Quantum technology is in its infancy, partly because we havent been able to overcome the inherent instability in the machines that produce so many errors, 21-year-old Mr Bonilla said.
In second-year physics I was asked to look at some commonly used error correcting code to see if we could improve it. By flipping half of the quantum switches, or qubits, in our design, we found we could effectively double our ability to suppress errors.
The research is published today in Nature Communications.
The results of the study, co-authored by Dr Steve Flammia who has recently moved from the University of Sydney to AWSs quantum computing effort, are to featurein the tech companys arsenal of error correction techniques as it develops its quantum hardware.
Dr Earl Campbell is a senior quantum research scientist at AWS. He said: We have considerable work ahead of us as an industry before anyone sees real, practical benefits from quantum computers.
This research surprised me.I was amazed that such a slight change to a quantum error correction code could lead to such a big impact in predicted performance.
The AWS Center for Quantum Computing team looks forward to collaborating further as we explore other promising alternatives to bring new, more powerful computing technologies one step closer to reality.
Errors are extremely rare in the digital transistors, or switches, that classical computers use to run our phones, laptops and even the fastest supercomputers.
However, the switches in quantum computers, known as qubits, are particularly sensitive to interference, or noise, from the external environment.
In order to make quantum machines work, scientists need to produce a large number of high-quality qubits.
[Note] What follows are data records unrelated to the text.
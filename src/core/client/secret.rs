//! Secret objects as exchanged with the API.

use serde::{Deserialize, Serialize};
use serde_json::Value;
use std::fmt;

use super::base::Base;

/// Remote secret type.
///
/// Serialized in the API's kebab-case form (`azure-sdk`); [`SecretType::local_name`]
/// gives the snake_case attribute name used in manifests and state.
#[derive(Debug, Clone, Copy, PartialEq, Eq, Hash, PartialOrd, Ord, Serialize, Deserialize)]
#[serde(rename_all = "kebab-case")]
pub enum SecretType {
    Aws,
    AzureConnector,
    AzureSdk,
    Docker,
    Dictionary,
    Ecr,
    Gcp,
    Keypair,
    NatsAccount,
    Opaque,
    Tls,
    Userpass,
}

impl SecretType {
    /// Every type, in attribute order.
    pub const ALL: [SecretType; 12] = [
        SecretType::Aws,
        SecretType::AzureConnector,
        SecretType::AzureSdk,
        SecretType::Docker,
        SecretType::Dictionary,
        SecretType::Ecr,
        SecretType::Gcp,
        SecretType::Keypair,
        SecretType::NatsAccount,
        SecretType::Opaque,
        SecretType::Tls,
        SecretType::Userpass,
    ];

    /// Attribute name of this type's data field.
    pub fn local_name(self) -> &'static str {
        match self {
            SecretType::Aws => "aws",
            SecretType::AzureConnector => "azure_connector",
            SecretType::AzureSdk => "azure_sdk",
            SecretType::Docker => "docker",
            SecretType::Dictionary => "dictionary",
            SecretType::Ecr => "ecr",
            SecretType::Gcp => "gcp",
            SecretType::Keypair => "keypair",
            SecretType::NatsAccount => "nats_account",
            SecretType::Opaque => "opaque",
            SecretType::Tls => "tls",
            SecretType::Userpass => "userpass",
        }
    }

    /// Name used by the API.
    pub fn remote_name(self) -> &'static str {
        match self {
            SecretType::AzureConnector => "azure-connector",
            SecretType::AzureSdk => "azure-sdk",
            SecretType::NatsAccount => "nats-account",
            other => other.local_name(),
        }
    }

    /// Types whose data is a raw JSON document held as a string.
    pub fn is_json_document(self) -> bool {
        matches!(
            self,
            SecretType::Gcp | SecretType::Docker | SecretType::AzureSdk
        )
    }
}

impl fmt::Display for SecretType {
    fn fmt(&self, f: &mut fmt::Formatter<'_>) -> fmt::Result {
        f.write_str(self.local_name())
    }
}

/// A secret envelope.
///
/// On create the payload goes in `data`; on update it goes in
/// `$replace/data` so the server replaces the whole document instead of
/// merging it.
#[derive(Debug, Clone, Default, PartialEq, Serialize, Deserialize)]
pub struct Secret {
    #[serde(flatten)]
    pub base: Base,
    #[serde(rename = "type", default, skip_serializing_if = "Option::is_none")]
    pub secret_type: Option<SecretType>,
    #[serde(default, skip_serializing_if = "Option::is_none")]
    pub data: Option<Value>,
    #[serde(
        rename = "$replace/data",
        default,
        skip_serializing_if = "Option::is_none"
    )]
    pub data_replace: Option<Value>,
}

impl Secret {
    /// Name of the secret, empty when unset.
    pub fn name(&self) -> &str {
        self.base.name.as_deref().unwrap_or_default()
    }
}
This can be done by improving the machines so they are less noisy and by using some capacity of the machines to suppress qubit errors below a certain threshold in order for them to be useful.
That is where quantum error correction comes in.
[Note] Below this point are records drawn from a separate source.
//! Attribute validators.
//!
//! Each validator receives the attribute path (for error messages) and the
//! value. They are referenced from the resource schemas.

use crate::core::constants::{MAX_DESCRIPTION_LEN, MAX_NAME_LEN};
use crate::error::ValidationError;

/// Signature shared by all attribute validators.
pub type Validator = fn(&str, &str) -> Result<(), ValidationError>;

fn invalid(attribute: &str, reason: impl Into<String>) -> ValidationError {
    ValidationError::Invalid {
        attribute: attribute.to_string(),
        reason: reason.into(),
    }
}

/// Validate a control plane object name.
///
/// Names must:
/// - Be 1 to 64 characters long
/// - Contain only lowercase letters, digits, and hyphens
/// - Start with a letter and not end with a hyphen
pub fn validate_name(attribute: &str, value: &str) -> Result<(), ValidationError> {
    if value.is_empty() {
        return Err(ValidationError::Empty {
            attribute: attribute.to_string(),
        });
    }

    if value.len() > MAX_NAME_LEN {
        return Err(invalid(
            attribute,
            format!("must be at most {} characters", MAX_NAME_LEN),
        ));
    }

    if !value.starts_with(|c: char| c.is_ascii_lowercase()) {
        return Err(invalid(attribute, "must start with a lowercase letter"));
    }

    if value.ends_with('-') {
        return Err(invalid(attribute, "cannot end with a hyphen"));
    }

    for (i, ch) in value.chars().enumerate() {
        if !(ch.is_ascii_lowercase() || ch.is_ascii_digit() || ch == '-') {
            return Err(invalid(
                attribute,
                format!(
                    "invalid character '{}' at position {}. Only a-z, 0-9, and hyphen are allowed",
                    ch,
                    i + 1
                ),
            ));
        }
    }

    Ok(())
}

/// Validate a description length.
pub fn validate_description(attribute: &str, value: &str) -> Result<(), ValidationError> {
    if value.chars().count() > MAX_DESCRIPTION_LEN {
        return Err(invalid(
            attribute,
            format!("must be at most {} characters", MAX_DESCRIPTION_LEN),
        ));
    }
    Ok(())
}

/// Validate a tag key.
///
/// Keys cannot be empty, contain whitespace, or exceed 128 characters.
pub fn validate_tag_key(attribute: &str, key: &str) -> Result<(), ValidationError> {
    if key.is_empty() {
        return Err(invalid(attribute, "tag keys cannot be empty"));
    }
    if key.len() > 128 {
        return Err(invalid(
            attribute,
            format!("tag key '{}' exceeds 128 characters", key),
        ));
    }
    if key.chars().any(char::is_whitespace) {
        return Err(invalid(
            attribute,
            format!("tag key '{}' cannot contain whitespace", key),
        ));
    }
    Ok(())
}

/// Validate an encoding (`plain` or `base64`).
pub fn validate_encoding(attribute: &str, value: &str) -> Result<(), ValidationError> {
    match value {
        "plain" | "base64" => Ok(()),
        other => Err(invalid(
            attribute,
            format!("encoding must be 'plain' or 'base64', got '{}'", other),
        )),
    }
}

/// Validate an AWS access key id.
///
/// Accepts long-term (`AKIA`) and temporary (`ASIA`) keys: the prefix
/// followed by 16 uppercase letters or digits.
pub fn validate_aws_access_key(attribute: &str, value: &str) -> Result<(), ValidationError> {
    let rest = value
        .strip_prefix("AKIA")
        .or_else(|| value.strip_prefix("ASIA"))
        .ok_or_else(|| invalid(attribute, "must start with AKIA or ASIA"))?;

    if rest.len() != 16
        || !rest
            .chars()
            .all(|c| c.is_ascii_uppercase() || c.is_ascii_digit())
    {
        return Err(invalid(
            attribute,
            "must be followed by 16 uppercase letters or digits",
        ));
    }

    Ok(())
}

/// Validate an AWS IAM role ARN.
///
/// Empty values are accepted since the attribute defaults to `""`.
/// Otherwise the format is `arn:<partition>:iam::<account>:role/<name>`.
pub fn validate_aws_role_arn(attribute: &str, value: &str) -> Result<(), ValidationError> {
    if value.is_empty() {
        return Ok(());
    }

    let parts: Vec<&str> = value.splitn(6, ':').collect();
    if parts.len() != 6 || parts[0] != "arn" {
        return Err(invalid(attribute, "must be an ARN (arn:aws:iam::<account>:role/<name>)"));
    }

    if !matches!(parts[1], "aws" | "aws-cn" | "aws-us-gov") {
        return Err(invalid(
            attribute,
            format!("unknown partition '{}'", parts[1]),
        ));
    }

    if parts[2] != "iam" || !parts[3].is_empty() {
        return Err(invalid(attribute, "must be an IAM ARN"));
    }

    if parts[4].is_empty() || !parts[4].chars().all(|c| c.is_ascii_digit()) {
        return Err(invalid(attribute, "account id must be numeric"));
    }

    match parts[5].strip_prefix("role/") {
        Some(name) if !name.is_empty() => Ok(()),
        _ => Err(invalid(attribute, "must reference a role (role/<name>)")),
    }
}

/// Validate that a value is not empty.
pub fn validate_not_empty(attribute: &str, value: &str) -> Result<(), ValidationError> {
    if value.is_empty() {
        return Err(ValidationError::Empty {
            attribute: attribute.to_string(),
        });
    }
    Ok(())
}
//! Command helper methods for Test.

use super::Test;
use assert_cmd::Command;
use std::process::Output;

impl Test {
    /// A `cpln-provider` command running in the workspace.
    ///
    /// Provider environment variables from the host are removed and color
    /// is disabled so output is stable.
    pub fn cmd(&self) -> Command {
        #[allow(deprecated)]
        let mut cmd =
            Command::cargo_bin("cpln-provider").expect("failed to find cpln-provider binary");
        for var in [
            "CPLN_ORG",
            "CPLN_ENDPOINT",
            "CPLN_TOKEN",
            "CPLN_TIMEOUT",
            "CPLN_PROVIDER_LOG",
            "CPLN_PROVIDER_LOG_FORMAT",
        ] {
            cmd.env_remove(var);
        }
        cmd.env("NO_COLOR", "1");
        cmd.current_dir(self.dir.path());
        cmd
    }

    /// Shortcut for `cpln-provider validate`.
    pub fn validate(&self) -> Output {
        self.cmd()
            .arg("validate")
            .output()
            .expect("failed to run cpln-provider validate")
    }

    /// Shortcut for `cpln-provider show`.
    pub fn show(&self, json: bool) -> Output {
        let mut cmd = self.cmd();
        cmd.arg("show");
        if json {
            cmd.arg("--json");
        }
        cmd.output().expect("failed to run cpln-provider show")
    }

    /// Shortcut for `cpln-provider apply`.
    pub fn apply(&self) -> Output {
        self.cmd()
            .arg("apply")
            .output()
            .expect("failed to run cpln-provider apply")
    }
}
Assistant Professor Shruti Puri from the quantum research program at Yale University said her team is interested in using the new code for its work.
What amazes me about this new code is its sheer elegance. Its remarkable error-correcting properties are coming from a simple modification to a code that has been studied extensively for almost two decades, Assistant Professor Puri said.
It is extremely relevant for a new generation of quantum technology being developed at Yale and elsewhere. With this new code, I believe, we have considerably shortened the timeline to achieve scalable quantum computation.
Co-author Dr David Tuckett from the School of Physics said: Its a bit like playing battleships with a quantum opponent. Theoretically, they could place their pieces anywhere on the board. But after playing millions of games, we know that certain moves are more likely.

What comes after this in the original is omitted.